> _The task_
Go through the data and copy each line where the word "Clone" shows up.

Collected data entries

__________

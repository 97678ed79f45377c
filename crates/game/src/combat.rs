//! Damage application, splash damage and headshot detection.

use crate::entity::MoveType;
use crate::events::{EventKind, GameEvent};
use crate::game::Game;
use crate::weapons::WeaponType;
use bitflags::bitflags;
use engine_core::{lerp, Aabb, EntityId, Vec3};
use physics::MASK_SOLID;

/// Hits this close to the top of a client's box count as headshots.
const HEADSHOT_HEIGHT: f32 = 12.0;
const KNOCKBACK_SCALE: f32 = 500.0;
const MIN_KNOCKBACK_MASS: f32 = 50.0;

bitflags! {
    #[derive(Debug, Clone, Copy, Default, PartialEq, Eq)]
    pub struct DamageFlags: u32 {
        /// Knockback only pushes horizontally.
        const KNOCKBACK_SOFT = 1 << 0;
        const HEADSHOT = 1 << 1;
        /// Splash damage; spares the attacker's health.
        const RADIUS = 1 << 2;
        /// Caller reports the damage itself.
        const NO_EVENT = 1 << 3;
    }
}

#[derive(Debug, Clone, Copy, PartialEq, Eq)]
pub enum MeansOfDeath {
    Knife,
    Pistol,
    MachineGun,
    Deagle,
    Shotgun,
    AssaultRifle,
    Grenade,
    Rocket,
    Plasma,
    BubbleGun,
    Laser,
    Sniper,
    Railgun,
    Rifle,
}

impl MeansOfDeath {
    pub fn weapon(self) -> WeaponType {
        match self {
            MeansOfDeath::Knife => WeaponType::Knife,
            MeansOfDeath::Pistol => WeaponType::Pistol,
            MeansOfDeath::MachineGun => WeaponType::MachineGun,
            MeansOfDeath::Deagle => WeaponType::Deagle,
            MeansOfDeath::Shotgun => WeaponType::Shotgun,
            MeansOfDeath::AssaultRifle => WeaponType::AssaultRifle,
            MeansOfDeath::Grenade => WeaponType::GrenadeLauncher,
            MeansOfDeath::Rocket => WeaponType::RocketLauncher,
            MeansOfDeath::Plasma => WeaponType::Plasma,
            MeansOfDeath::BubbleGun => WeaponType::BubbleGun,
            MeansOfDeath::Laser => WeaponType::Laser,
            MeansOfDeath::Sniper => WeaponType::Sniper,
            MeansOfDeath::Railgun => WeaponType::Railgun,
            MeansOfDeath::Rifle => WeaponType::Rifle,
        }
    }
}

/// Splash falloff from `origin` to the nearest point of `bounds`.
///
/// Returns `(fraction, push_dir)`, where fraction is 1 at the blast center
/// and 0 at `radius`, or `None` when the box is out of reach.
pub fn splash_frac(bounds: &Aabb, origin: Vec3, radius: f32) -> Option<(f32, Vec3)> {
    if radius <= 0.0 {
        return None;
    }
    let distance = bounds.closest_point(origin).distance(origin);
    if distance >= radius {
        return None;
    }
    let push_dir = (bounds.center() - origin).try_normalize().unwrap_or(Vec3::Z);
    Some((1.0 - distance / radius, push_dir))
}

impl Game {
    /// World-space box of an entity, rewound `time_delta` ms when lag compensated.
    pub(crate) fn entity_box(&self, id: EntityId, time_delta: i64) -> Option<Aabb> {
        self.collision.entity_bounds(id, time_delta).or_else(|| {
            let e = self.entities.get(id)?;
            Some(Aabb::new(e.origin + e.mins, e.origin + e.maxs))
        })
    }

    /// Both sides are on the same playing team.
    pub fn is_team_damage(&self, a: EntityId, b: EntityId) -> bool {
        match (self.entities.get(a), self.entities.get(b)) {
            (Some(a), Some(b)) => a.team.is_teammate_of(b.team),
            _ => false,
        }
    }

    /// A hit at `point` lands in the top of a client's box.
    pub fn is_headshot(&self, target: EntityId, point: Vec3, time_delta: i64) -> bool {
        if !self.entities.is_client(target) {
            return false;
        }
        self.entity_box(target, time_delta)
            .is_some_and(|bounds| point.z >= bounds.max.z - HEADSHOT_HEIGHT)
    }

    /// Apply damage and knockback to `target`.
    #[allow(clippy::too_many_arguments)]
    pub fn damage(
        &mut self,
        target: EntityId,
        inflictor: EntityId,
        attacker: EntityId,
        push_dir: Vec3,
        point: Vec3,
        damage: f32,
        knockback: f32,
        flags: DamageFlags,
        means: MeansOfDeath,
    ) {
        let friendly_fire = self.config.friendly_fire;
        let now = self.now();
        let target_is_client = self.entities.is_client(target);
        let attacker_is_client = self.entities.is_client(attacker);
        let self_damage = target == attacker;
        let team_damage = !self_damage && self.is_team_damage(target, attacker);

        let Some(t) = self.entities.get_mut(target) else {
            return;
        };
        if !t.take_damage {
            return;
        }

        let mut damage = damage.max(0.0);
        if team_damage && !friendly_fire {
            damage = 0.0;
        }
        if self_damage && flags.contains(DamageFlags::RADIUS) {
            damage = 0.0;
        }

        let pushable = !t.brush_model && !matches!(t.move_type, MoveType::None | MoveType::Push);
        if knockback > 0.0 && pushable {
            let mass = t.mass.max(MIN_KNOCKBACK_MASS);
            let mut push = push_dir.normalize_or_zero() * (KNOCKBACK_SCALE * knockback / mass);
            if flags.contains(DamageFlags::KNOCKBACK_SOFT) {
                push.z = 0.0;
            }
            t.velocity += push;
            t.ground = None;
        }

        if damage <= 0.0 {
            return;
        }
        t.health -= damage;
        let health = t.health;
        let origin = t.origin;
        let team = t.team;
        if let Some(client) = t.client.as_mut() {
            client.stats.damage_taken += damage;
        }

        if attacker_is_client && !self_damage && !team_damage {
            if let Some(client) = self.entities[attacker].client.as_mut() {
                client.stats.damage_given += damage;
                client.stats.accuracy_hits[means.weapon().index()] += 1;
            }
        }

        if target_is_client && !flags.contains(DamageFlags::NO_EVENT) {
            let headshot = i32::from(flags.contains(DamageFlags::HEADSHOT));
            self.spawn_event(
                GameEvent::new(EventKind::Damage, now, origin, Vec3::ZERO)
                    .with_param((damage as i32) << 1 | headshot)
                    .with_owner(attacker)
                    .with_target(target)
                    .with_team(team),
            );
        }

        if health <= 0.0 {
            self.kill(target, inflictor, attacker, means);
        }
    }

    fn kill(&mut self, target: EntityId, inflictor: EntityId, attacker: EntityId, means: MeansOfDeath) {
        let now = self.now();
        log::info!("{} killed {} with {:?} (inflictor {})", attacker, target, means, inflictor);

        if attacker != target {
            if let Some(client) = self.entities.get_mut(attacker).and_then(|e| e.client.as_mut()) {
                client.stats.frags += 1;
            }
        }

        let Some(t) = self.entities.get_mut(target) else {
            return;
        };
        let origin = t.origin;
        self.spawn_event(
            GameEvent::new(EventKind::Obituary, now, origin, Vec3::ZERO)
                .with_owner(attacker)
                .with_target(target),
        );

        if self.entities.is_client(target) {
            let t = &mut self.entities[target];
            t.take_damage = false;
            t.contents = physics::Contents::CORPSE;
            if let Some(client) = t.client.as_mut() {
                client.ghosting = true;
            }
            self.link_entity(target);
        } else {
            self.free_entity(target);
        }
    }

    /// Splash damage around `inflictor` using its projectile parameters.
    ///
    /// Entities behind world geometry are spared. `ignore` is the entity
    /// already hit directly.
    pub fn radius_damage(
        &mut self,
        inflictor: EntityId,
        attacker: EntityId,
        normal: Option<Vec3>,
        ignore: Option<EntityId>,
        means: MeansOfDeath,
    ) {
        let Some(e) = self.entities.get(inflictor) else {
            return;
        };
        let info = e.projectile;
        let origin = e.origin;
        let time_delta = e.time_delta;
        if info.radius <= 0.0 {
            return;
        }
        // Look from just off the surface the blast hit.
        let eye = origin + normal.unwrap_or(Vec3::ZERO);

        for id in self.entities.ids_in_use() {
            if Some(id) == ignore || id == inflictor {
                continue;
            }
            if !self.entities.get(id).is_some_and(|e| e.take_damage) {
                continue;
            }
            let Some(bounds) = self.entity_box(id, time_delta) else {
                continue;
            };
            let Some((frac, push_dir)) = splash_frac(&bounds, origin, info.radius) else {
                continue;
            };
            if !self
                .collision
                .line_of_sight(eye, bounds.center(), &[inflictor], MASK_SOLID)
            {
                continue;
            }

            let damage = lerp(info.min_damage, frac, info.max_damage);
            let knockback = lerp(info.min_knockback, frac, info.max_knockback);
            self.damage(
                id,
                inflictor,
                attacker,
                push_dir,
                origin,
                damage,
                knockback,
                DamageFlags::RADIUS,
                means,
            );
        }
    }
}
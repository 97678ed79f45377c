//! Line traces and point-contents queries for weapon hit detection.

use crate::collision::{unpack_entity, unpack_surface, Contents, SurfaceFlags};
use crate::CollisionWorld;
use engine_core::{EntityId, Vec3};
use rapier3d::prelude::*;

/// Trace end points are pulled back this far from the surface they hit so a
/// follow-up trace does not start inside the collider.
pub const DIST_EPSILON: f32 = 0.03125;

/// Result of a trace query.
#[derive(Debug, Clone, Copy, PartialEq)]
pub struct Trace {
    /// Fraction of the segment travelled before the hit (1.0 = clear).
    pub fraction: f32,
    /// Where the trace stopped.
    pub endpos: Vec3,
    /// Surface normal at the hit point, zero when nothing was hit.
    pub normal: Vec3,
    /// Entity owning the hit collider.
    pub ent: Option<EntityId>,
    pub surface: SurfaceFlags,
    pub contents: Contents,
    /// The start point was already inside the hit collider.
    pub start_solid: bool,
}

impl Trace {
    fn clear(end: Vec3) -> Self {
        Self {
            fraction: 1.0,
            endpos: end,
            normal: Vec3::ZERO,
            ent: None,
            surface: SurfaceFlags::empty(),
            contents: Contents::empty(),
            start_solid: false,
        }
    }

    pub fn hit(&self) -> bool {
        self.ent.is_some()
    }

    /// Hit plane normal, if the trace hit a surface it did not start inside.
    pub fn plane(&self) -> Option<Vec3> {
        (self.hit() && !self.start_solid && self.normal != Vec3::ZERO).then_some(self.normal)
    }
}

impl CollisionWorld {
    /// Trace a line from `start` to `end` against colliders matching `mask`.
    ///
    /// Colliders owned by any entity in `ignore` are skipped. A positive
    /// `time_delta` rewinds lag-compensated boxes that many milliseconds first.
    pub fn trace(
        &mut self,
        start: Vec3,
        end: Vec3,
        ignore: &[EntityId],
        mask: Contents,
        time_delta: i64,
    ) -> Trace {
        let rewound = self.rewind(time_delta);
        self.update_query_pipeline();
        let trace = self.cast(start, end, ignore, mask);
        if let Some(saved) = rewound {
            self.restore(saved);
        }
        trace
    }

    fn cast(&self, start: Vec3, end: Vec3, ignore: &[EntityId], mask: Contents) -> Trace {
        let delta = end - start;
        let length = delta.length();
        if length <= f32::EPSILON {
            return Trace::clear(end);
        }

        let ray = Ray::new(
            point![start.x, start.y, start.z],
            vector![delta.x, delta.y, delta.z],
        );
        let predicate = |_: ColliderHandle, collider: &Collider| {
            !ignore.contains(&EntityId(unpack_entity(collider.user_data)))
        };
        let filter = QueryFilter::default()
            .groups(mask.query_groups())
            .predicate(&predicate);

        let Some((handle, hit)) = self.query_pipeline.cast_ray_and_get_normal(
            &self.rigid_body_set,
            &self.collider_set,
            &ray,
            1.0,
            true,
            filter,
        ) else {
            return Trace::clear(end);
        };
        let Some(collider) = self.collider_set.get(handle) else {
            return Trace::clear(end);
        };

        let fraction = hit.time_of_impact.clamp(0.0, 1.0);
        let pullback = (DIST_EPSILON / length).min(fraction);
        let normal = Vec3::new(hit.normal.x, hit.normal.y, hit.normal.z);

        Trace {
            fraction,
            endpos: start + delta * (fraction - pullback),
            normal: normal.normalize_or_zero(),
            ent: Some(EntityId(unpack_entity(collider.user_data))),
            surface: unpack_surface(collider.user_data),
            contents: Contents::from_groups(collider.collision_groups()),
            start_solid: fraction <= 0.0,
        }
    }

    /// Union of the contents of every collider containing `point`.
    pub fn point_contents(&mut self, point: Vec3) -> Contents {
        self.update_query_pipeline();
        let mut contents = Contents::empty();
        self.query_pipeline.intersections_with_point(
            &self.rigid_body_set,
            &self.collider_set,
            &point![point.x, point.y, point.z],
            QueryFilter::default(),
            |handle| {
                if let Some(collider) = self.collider_set.get(handle) {
                    contents |= Contents::from_groups(collider.collision_groups());
                }
                true // Continue searching
            },
        );
        contents
    }

    /// Check if there's a clear line between two points through world geometry.
    pub fn line_of_sight(&mut self, from: Vec3, to: Vec3, ignore: &[EntityId], mask: Contents) -> bool {
        self.trace(from, to, ignore, mask, 0).fraction >= 1.0
    }
}

#[cfg(test)]
mod tests {
    use super::*;
    use crate::{MASK_SHOT, MASK_SOLID, MASK_WATER, MASK_WALLBANG};

    fn arena() -> CollisionWorld {
        let mut world = CollisionWorld::new();
        // Wall at x = 100..110.
        world.add_brush(
            EntityId::WORLD,
            Vec3::new(105.0, 0.0, 0.0),
            Vec3::new(5.0, 200.0, 200.0),
            Contents::SOLID,
            SurfaceFlags::empty(),
        );
        world
    }

    #[test]
    fn trace_hits_wall() {
        let mut world = arena();
        let tr = world.trace(Vec3::ZERO, Vec3::new(200.0, 0.0, 0.0), &[], MASK_SHOT, 0);
        assert_eq!(tr.ent, Some(EntityId::WORLD));
        assert!((tr.fraction - 0.5).abs() < 1e-3);
        assert!(tr.endpos.x < 100.0 && tr.endpos.x > 99.9);
        assert!((tr.normal - Vec3::new(-1.0, 0.0, 0.0)).length() < 1e-3);
        assert!(!tr.start_solid);
    }

    #[test]
    fn trace_misses_when_clear() {
        let mut world = arena();
        let tr = world.trace(Vec3::ZERO, Vec3::new(50.0, 0.0, 0.0), &[], MASK_SHOT, 0);
        assert!(!tr.hit());
        assert_eq!(tr.fraction, 1.0);
        assert_eq!(tr.endpos, Vec3::new(50.0, 0.0, 0.0));
    }

    #[test]
    fn ignored_entity_is_skipped() {
        let mut world = arena();
        let target = EntityId(2);
        world.link_entity(
            target,
            Vec3::new(50.0, 0.0, 0.0),
            Vec3::splat(-16.0),
            Vec3::splat(16.0),
            Contents::BODY,
            false,
        );
        let end = Vec3::new(200.0, 0.0, 0.0);
        assert_eq!(world.trace(Vec3::ZERO, end, &[], MASK_SHOT, 0).ent, Some(target));
        assert_eq!(world.trace(Vec3::ZERO, end, &[target], MASK_SHOT, 0).ent, Some(EntityId::WORLD));
        // World-only mask never sees bodies.
        assert_eq!(world.trace(Vec3::ZERO, end, &[], MASK_SOLID, 0).ent, Some(EntityId::WORLD));
    }

    #[test]
    fn wallbang_passes_thin_walls() {
        let mut world = CollisionWorld::new();
        world.add_brush(
            EntityId::WORLD,
            Vec3::new(50.0, 0.0, 0.0),
            Vec3::new(1.0, 100.0, 100.0),
            Contents::WALLBANGABLE,
            SurfaceFlags::empty(),
        );
        let end = Vec3::new(100.0, 0.0, 0.0);
        assert!(world.trace(Vec3::ZERO, end, &[], MASK_SHOT, 0).hit());
        assert!(!world.trace(Vec3::ZERO, end, &[], MASK_WALLBANG, 0).hit());
    }

    #[test]
    fn point_contents_reports_water() {
        let mut world = arena();
        world.add_brush(
            EntityId::WORLD,
            Vec3::new(0.0, 0.0, -50.0),
            Vec3::new(40.0, 40.0, 20.0),
            Contents::WATER,
            SurfaceFlags::empty(),
        );
        assert!(world.point_contents(Vec3::new(0.0, 0.0, -50.0)).intersects(MASK_WATER));
        assert!(world.point_contents(Vec3::ZERO).is_empty());
    }

    #[test]
    fn lag_compensation_rewinds_boxes() {
        let mut world = CollisionWorld::new();
        let target = EntityId(1);
        let (mins, maxs) = (Vec3::splat(-16.0), Vec3::splat(16.0));

        world.link_entity(target, Vec3::new(100.0, 0.0, 0.0), mins, maxs, Contents::BODY, true);
        world.record_snapshot(0);
        world.link_entity(target, Vec3::new(100.0, 200.0, 0.0), mins, maxs, Contents::BODY, true);
        world.record_snapshot(100);

        let (start, end) = (Vec3::ZERO, Vec3::new(300.0, 0.0, 0.0));
        assert!(!world.trace(start, end, &[], MASK_SHOT, 0).hit());
        assert_eq!(world.trace(start, end, &[], MASK_SHOT, 100).ent, Some(target));
        // Restored afterwards.
        assert!(!world.trace(start, end, &[], MASK_SHOT, 0).hit());
    }
}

__________

> _Solution for this task_
    #[derive(Debug, Clone, Copy, Default, PartialEq, Eq)]
#[derive(Debug, Clone, Copy, PartialEq, Eq)]
#[derive(Debug, Clone, Copy, PartialEq)]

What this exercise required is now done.